Le cerveau humain présente une différence structurelle importante par rapport à celui des autres mammifères : ce que les chercheurs du MIT ont découvert
Les recherches du MIT - Massachusetts Institute of Technology qui viennent d'être publiées dans Nature apportent un nouvel éclairage sur notre compréhension du cerveau humain.
Suite à une étude de 2018 qui a montré des différences significatives entre les propriétés des neurones humains et celles des neurones de rats, cette nouvelle recherche met en évidence des particularités qui pourraient expliquer en partie pourquoi le cerveau humain a suivi une évolution si différente de celle des cerveaux des autres espèces de mammifères.
Canaux ioniques
Les neurones du cerveau des mammifères peuvent recevoir des impulsions électriques de milliers d'autres cellules : ce sont les canaux ioniques, des structures protéiques spéciales dotées d'un mécanisme sélectif qui permettent à certains ions de passer ou de ne pas passer à travers les cellules.
Dans l'étude de 2018, Mark Harnett, chercheur au MIT, a souligné qu'il avait identifié une différence claire entre le cerveau humain et celui des rats : le cerveau humain présentait notamment une densité de canaux ioniques beaucoup plus faible que l'autre.
Les scientifiques ont trouvé ce résultat plutôt inattendu, car jusqu'alors ils avaient tendance à considérer que la densité des canaux ioniques était une constante dans un large éventail d'espèces de mammifères.
La nouvelle étude s'appuie sur cette découverte pour approfondir la question de savoir s'il existe des différences substantielles entre le cerveau humain et celui des autres mammifères. Ce qui change d'une espèce à l'autre, c'est la taille des neurones - et non le nombre de leurs connexions possibles dans un volume donné de tissu.

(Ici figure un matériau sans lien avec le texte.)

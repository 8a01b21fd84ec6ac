//! Struct and methods to call the Actual HTTP API

use super::{
    Account, AccountsResponse, CategoriesResponse, Category, LedgerSource, Payee, PayeesResponse,
    Transaction, TransactionsResponse,
};
use crate::config::Config;
use crate::period::ReportPeriod;
use reqwest::StatusCode;
use std::error::Error;
use std::time::Duration;
use tracing::{debug, error};

#[derive(Clone)]
pub struct ActualApi {
    client: reqwest::Client,
    api_url: String,
    api_key: String,
    budget_sync_id: String,
}

impl ActualApi {
    pub fn new(config: &Config) -> Result<Self, Box<dyn Error>> {
        let client = reqwest::Client::builder()
            .timeout(Duration::from_secs(config.http_timeout_secs))
            .build()?;

        Ok(Self {
            client,
            api_url: config.actual_api_url.trim_end_matches('/').to_string(),
            api_key: config.actual_api_key.clone(),
            budget_sync_id: config.budget_sync_id.clone(),
        })
    }

    fn budget_url(&self, path: &str) -> String {
        format!("{}/budgets/{}{}", self.api_url, self.budget_sync_id, path)
    }

    async fn get<T>(&self, path: &str, query: &[(&str, &str)]) -> Result<T, Box<dyn Error>>
    where
        T: for<'de> serde::Deserialize<'de>,
    {
        let api = self.budget_url(path);

        debug!("Calling Actual API: {}", api);

        let response = self
            .client
            .get(&api)
            .header("x-api-key", &self.api_key)
            .query(query)
            .send()
            .await?;

        let status = response.status();
        if status != StatusCode::OK {
            return Err(format!("unexpected status code: {}", status.as_u16()).into());
        }

        let text = response.text().await?;
        match serde_json::from_str::<T>(&text) {
            Ok(json) => Ok(json),
            Err(e) => {
                error!("Failed to decode Actual API response: {:?}", &text);
                Err(Box::new(e))
            }
        }
    }
}

impl LedgerSource for ActualApi {
    async fn get_accounts(&self) -> Result<Vec<Account>, Box<dyn Error>> {
        let resp = self.get::<AccountsResponse>("/accounts", &[]).await?;
        Ok(resp.data)
    }

    async fn get_categories(&self) -> Result<Vec<Category>, Box<dyn Error>> {
        let resp = self.get::<CategoriesResponse>("/categories", &[]).await?;
        Ok(resp.data)
    }

    async fn get_payees(&self) -> Result<Vec<Payee>, Box<dyn Error>> {
        let resp = self.get::<PayeesResponse>("/payees", &[]).await?;
        Ok(resp.data)
    }

    async fn get_transactions(
        &self,
        account_id: &str,
        period: &ReportPeriod,
    ) -> Result<Vec<Transaction>, Box<dyn Error>> {
        let since_date = period.start_date();
        let until_date = period.end_date();
        let resp = self
            .get::<TransactionsResponse>(
                &format!("/accounts/{}/transactions", account_id),
                &[("since_date", since_date.as_str()), ("until_date", until_date.as_str())],
            )
            .await?;
        Ok(resp.data)
    }
}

Comme le dit Harnett, " il semble que le cortex maintienne un nombre fixe de canaux ioniques pour toutes les espèces ", de sorte que le coût énergétique de l'activation des canaux ioniques est plus ou moins le même chez toutes les espèces, grandes ou petites.
L'étude sur 10 mammifères
Dans la nouvelle étude, les chercheurs ont comparé les neurones de 10 espèces de mammifères différentes pour tenter de trouver un modèle qui expliquerait une fois pour toutes la question de la densité des canaux ioniques.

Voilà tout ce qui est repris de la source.